Sunday 1 November 2009

'Nailing' Thumbnailing

I cant wait to nail the final story. Things are bad at the moment. After continuing with the flash timing test this week it became clear the story wasnt working. It lacked pace, rythm and appeal, and so unfortunately we had to cease production and go back to the thumbnailing stage.

Alec, Grigsby and myself have spent a tremendous amount of time the last few days downstairs in the old BA area reworking the story. On the whole it was ok, but the beginning didnt allow the audience to breathe and absorb the calmness of the room. It started with fast cutting and too much action - this was not good. To resolve this, we added a couple more establishing shots, and extended the duration of exisiting frames. The beginning now has a much more subtle, calm before the storm feel - perfect.

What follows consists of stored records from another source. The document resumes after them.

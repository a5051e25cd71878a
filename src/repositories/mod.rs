//! Repositorios
//!
//! Contrato de persistencia del ledger (`TripStore`) y sus dos
//! implementaciones intercambiables: SQLite (sqlx) y archivo JSON.
//! El motor de tarifas y reportes depende solo del trait.

pub mod file_trip_repository;
pub mod sqlite_trip_repository;

use async_trait::async_trait;
use chrono::NaiveDate;

use crate::models::{Direction, Driver, LegPassenger, Passenger};
use crate::utils::errors::StoreError;

pub use file_trip_repository::FileTripRepository;
pub use sqlite_trip_repository::SqliteTripRepository;

pub type StoreResult<T> = Result<T, StoreError>;

#[async_trait]
pub trait TripStore: Send + Sync {
    /// Registra un driver activo. `StoreError::Conflict` si ya existe.
    async fn save_driver(&self, tenant_id: i64, name: &str) -> StoreResult<Driver>;

    /// Drivers del tenant, del más reciente al más antiguo
    async fn list_drivers(&self, tenant_id: i64) -> StoreResult<Vec<Driver>>;

    async fn find_driver(&self, tenant_id: i64, name: &str) -> StoreResult<Option<Driver>>;

    async fn driver_exists(&self, tenant_id: i64, name: &str) -> StoreResult<bool> {
        Ok(self.find_driver(tenant_id, name).await?.is_some())
    }

    /// Devuelve `false` si el driver no existe
    async fn set_driver_active(&self, tenant_id: i64, name: &str, active: bool) -> StoreResult<bool>;

    async fn save_passenger(&self, tenant_id: i64, name: &str) -> StoreResult<Passenger>;

    async fn list_passengers(&self, tenant_id: i64) -> StoreResult<Vec<Passenger>>;

    /// Reemplaza de forma atómica los pasajeros del leg
    /// (tenant, driver, dirección, día), creándolo si no existe.
    async fn save_leg(
        &self,
        tenant_id: i64,
        driver_id: i64,
        direction: Direction,
        day: NaiveDate,
        passengers: &[LegPassenger],
    ) -> StoreResult<()>;

    async fn list_leg_passengers(
        &self,
        tenant_id: i64,
        driver_id: i64,
        direction: Direction,
        day: NaiveDate,
    ) -> StoreResult<Vec<LegPassenger>>;

    /// Drivers con al menos un leg ese día, ordenados por nombre
    async fn list_drivers_with_legs_on_day(&self, tenant_id: i64, day: NaiveDate) -> StoreResult<Vec<Driver>>;

    /// Suma de las tarifas ya registradas para el pasajero en legs de la
    /// dirección opuesta ese día; `None` si no tiene ninguno.
    async fn opposite_leg_fare(
        &self,
        tenant_id: i64,
        passenger_name: &str,
        direction: Direction,
        day: NaiveDate,
    ) -> StoreResult<Option<i64>>;

    async fn has_opposite_leg_today(
        &self,
        tenant_id: i64,
        passenger_name: &str,
        direction: Direction,
        day: NaiveDate,
    ) -> StoreResult<bool> {
        Ok(self
            .opposite_leg_fare(tenant_id, passenger_name, direction, day)
            .await?
            .is_some())
    }

    /// Elimina todos los legs de esa dirección y día; devuelve cuántos
    async fn delete_legs(&self, tenant_id: i64, direction: Direction, day: NaiveDate) -> StoreResult<u64>;
}
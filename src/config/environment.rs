//! Configuración de variables de entorno
//!
//! Este módulo maneja la configuración del entorno: transporte de Telegram,
//! backend de almacenamiento, sesiones de diálogo y zona horaria del tenant.

use std::env;
use std::path::PathBuf;
use std::str::FromStr;
use thiserror::Error;

#[derive(Debug, Error)]
pub enum ConfigError {
    #[error("{0} must be set")]
    Missing(&'static str),

    #[error("{name} has an invalid value '{value}'")]
    Invalid { name: &'static str, value: String },
}

/// Cómo recibe el bot los mensajes de Telegram
#[derive(Debug, Clone, Copy, PartialEq, Eq)]
pub enum TelegramMode {
    Polling,
    Webhook,
    Disabled,
}

impl FromStr for TelegramMode {
    type Err = ();

    fn from_str(s: &str) -> Result<Self, Self::Err> {
        match s.trim().to_lowercase().as_str() {
            "polling" => Ok(TelegramMode::Polling),
            "webhook" => Ok(TelegramMode::Webhook),
            "disabled" | "off" => Ok(TelegramMode::Disabled),
            _ => Err(()),
        }
    }
}

/// Implementación del TripStore a usar
#[derive(Debug, Clone, Copy, PartialEq, Eq)]
pub enum StorageBackend {
    Sqlite,
    File,
}

impl FromStr for StorageBackend {
    type Err = ();

    fn from_str(s: &str) -> Result<Self, Self::Err> {
        match s.trim().to_lowercase().as_str() {
            "sqlite" | "sql" => Ok(StorageBackend::Sqlite),
            "file" | "json" => Ok(StorageBackend::File),
            _ => Err(()),
        }
    }
}

/// Configuración del entorno
#[derive(Debug, Clone)]
pub struct EnvironmentConfig {
    pub environment: String,
    pub host: String,
    pub port: u16,
    pub log_level: tracing::Level,
    pub telegram_token: Option<String>,
    pub telegram_api_base: String,
    pub telegram_mode: TelegramMode,
    pub telegram_webhook_secret: Option<String>,
    /// Bearer token de la API de reportes; sin él la API queda deshabilitada
    pub api_token: Option<String>,
    pub storage_backend: StorageBackend,
    pub database_url: String,
    pub data_dir: PathBuf,
    pub redis_url: Option<String>,
    pub session_ttl_secs: u64,
    pub tenant_utc_offset_hours: i32,
    pub admin_id: Option<i64>,
}

impl Default for EnvironmentConfig {
    fn default() -> Self {
        Self {
            environment: "development".to_string(),
            host: "0.0.0.0".to_string(),
            port: 3000,
            log_level: tracing::Level::INFO,
            telegram_token: None,
            telegram_api_base: "https://api.telegram.org".to_string(),
            telegram_mode: TelegramMode::Disabled,
            telegram_webhook_secret: None,
            api_token: None,
            storage_backend: StorageBackend::Sqlite,
            database_url: "sqlite://data/angkot.db".to_string(),
            data_dir: PathBuf::from("data"),
            redis_url: None,
            session_ttl_secs: 600,
            tenant_utc_offset_hours: 7,
            admin_id: None,
        }
    }
}

fn optional(name: &'static str) -> Option<String> {
    env::var(name).ok().map(|v| v.trim().to_string()).filter(|v| !v.is_empty())
}

fn parsed<T: FromStr>(name: &'static str, default: T) -> Result<T, ConfigError> {
    match optional(name) {
        Some(value) => value.parse().map_err(|_| ConfigError::Invalid { name, value }),
        None => Ok(default),
    }
}

impl EnvironmentConfig {
    /// Lee la configuración del entorno (tras `dotenvy::dotenv()`)
    pub fn from_env() -> Result<Self, ConfigError> {
        let defaults = Self::default();

        let telegram_token = optional("TELEGRAM_TOKEN");
        let default_mode = if telegram_token.is_some() {
            TelegramMode::Polling
        } else {
            TelegramMode::Disabled
        };
        let telegram_mode = parsed("TELEGRAM_MODE", default_mode)?;
        if telegram_mode != TelegramMode::Disabled && telegram_token.is_none() {
            return Err(ConfigError::Missing("TELEGRAM_TOKEN"));
        }

        Ok(Self {
            environment: optional("ENVIRONMENT").unwrap_or(defaults.environment),
            host: optional("HOST").unwrap_or(defaults.host),
            port: parsed("PORT", defaults.port)?,
            log_level: parsed("LOG_LEVEL", defaults.log_level)?,
            telegram_token,
            telegram_api_base: optional("TELEGRAM_API_BASE").unwrap_or(defaults.telegram_api_base),
            telegram_mode,
            telegram_webhook_secret: optional("TELEGRAM_WEBHOOK_SECRET"),
            api_token: optional("API_TOKEN"),
            storage_backend: parsed("STORAGE_BACKEND", defaults.storage_backend)?,
            database_url: optional("DATABASE_URL").unwrap_or(defaults.database_url),
            data_dir: optional("DATA_DIR").map(PathBuf::from).unwrap_or(defaults.data_dir),
            redis_url: optional("REDIS_URL"),
            session_ttl_secs: parsed("SESSION_TTL_SECS", defaults.session_ttl_secs)?,
            tenant_utc_offset_hours: parsed("TENANT_UTC_OFFSET_HOURS", defaults.tenant_utc_offset_hours)?,
            admin_id: match optional("ADMIN_ID") {
                Some(value) => Some(value.parse().map_err(|_| ConfigError::Invalid { name: "ADMIN_ID", value })?),
                None => None,
            },
        })
    }

    /// Obtener la URL del servidor
    pub fn server_url(&self) -> String {
        format!("{}:{}", self.host, self.port)
    }
}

The Jed reveal shot was lovely, it really was. A nice big pan up the character, from polisher to face. HOWEVER - it had zero personality! There was no build up, anitcipation, excitment, funky freshness. It was a camera on a pivot, revealing him immediately - Nah mate. We reworked that whole section and have settled upon something alot more creative. I must hand it to Grigs because the new version was his idea, and he had been saying we needed it from the beginning. Jed is now introduced using a clever arrangment of cuts, to show hands clicking, feet tapping, polisher revving, headphones beating, bum shaking - all of which will be timed to a beat. Alec suggested I take a look at the Madagascar 2 trailer, in which they reveal the characters in this very same way....





The two following gags - the mirror and bed scoot were actually working quite well, so we left well alone tweaking only timing.

After the aerial shot however, things went pear shaped - bigtime. We had no idea where to go next - how does Jed get to his final pose? How do we build pace? do we slap in a moonwalk? do we slap in a monatge? does he scream more? or does he die more? whats Jed doing? Arghhhh! The questions were endless, and could only be answered through hard work and choreographing. We stayed to late thrsday and friday, working into the night, trying our hardest to solve the issue. We knew how the story ended, with the machine coming back to life, Jed leaving, and Ed reviving, yet we still hadnt even thumbnailed it.

To coclude, we still havent progressed much further than the aerial shot. We left on friday having thumbed out a really nice scream section - Ed inhales, screams, the camera zooms out to reveal Jed doing soemthing stupid, zooms back, repeat twice. After the 3rd scream we attempted a fast montage but it just didnt feel the right time for it. We alos thumbed out some of the ending, after Ed dies which wasnt difficult thankfully!

Considering Pixar took 3 of the 5 years it took to make UP just getting story right, I think we're right to be spending this long.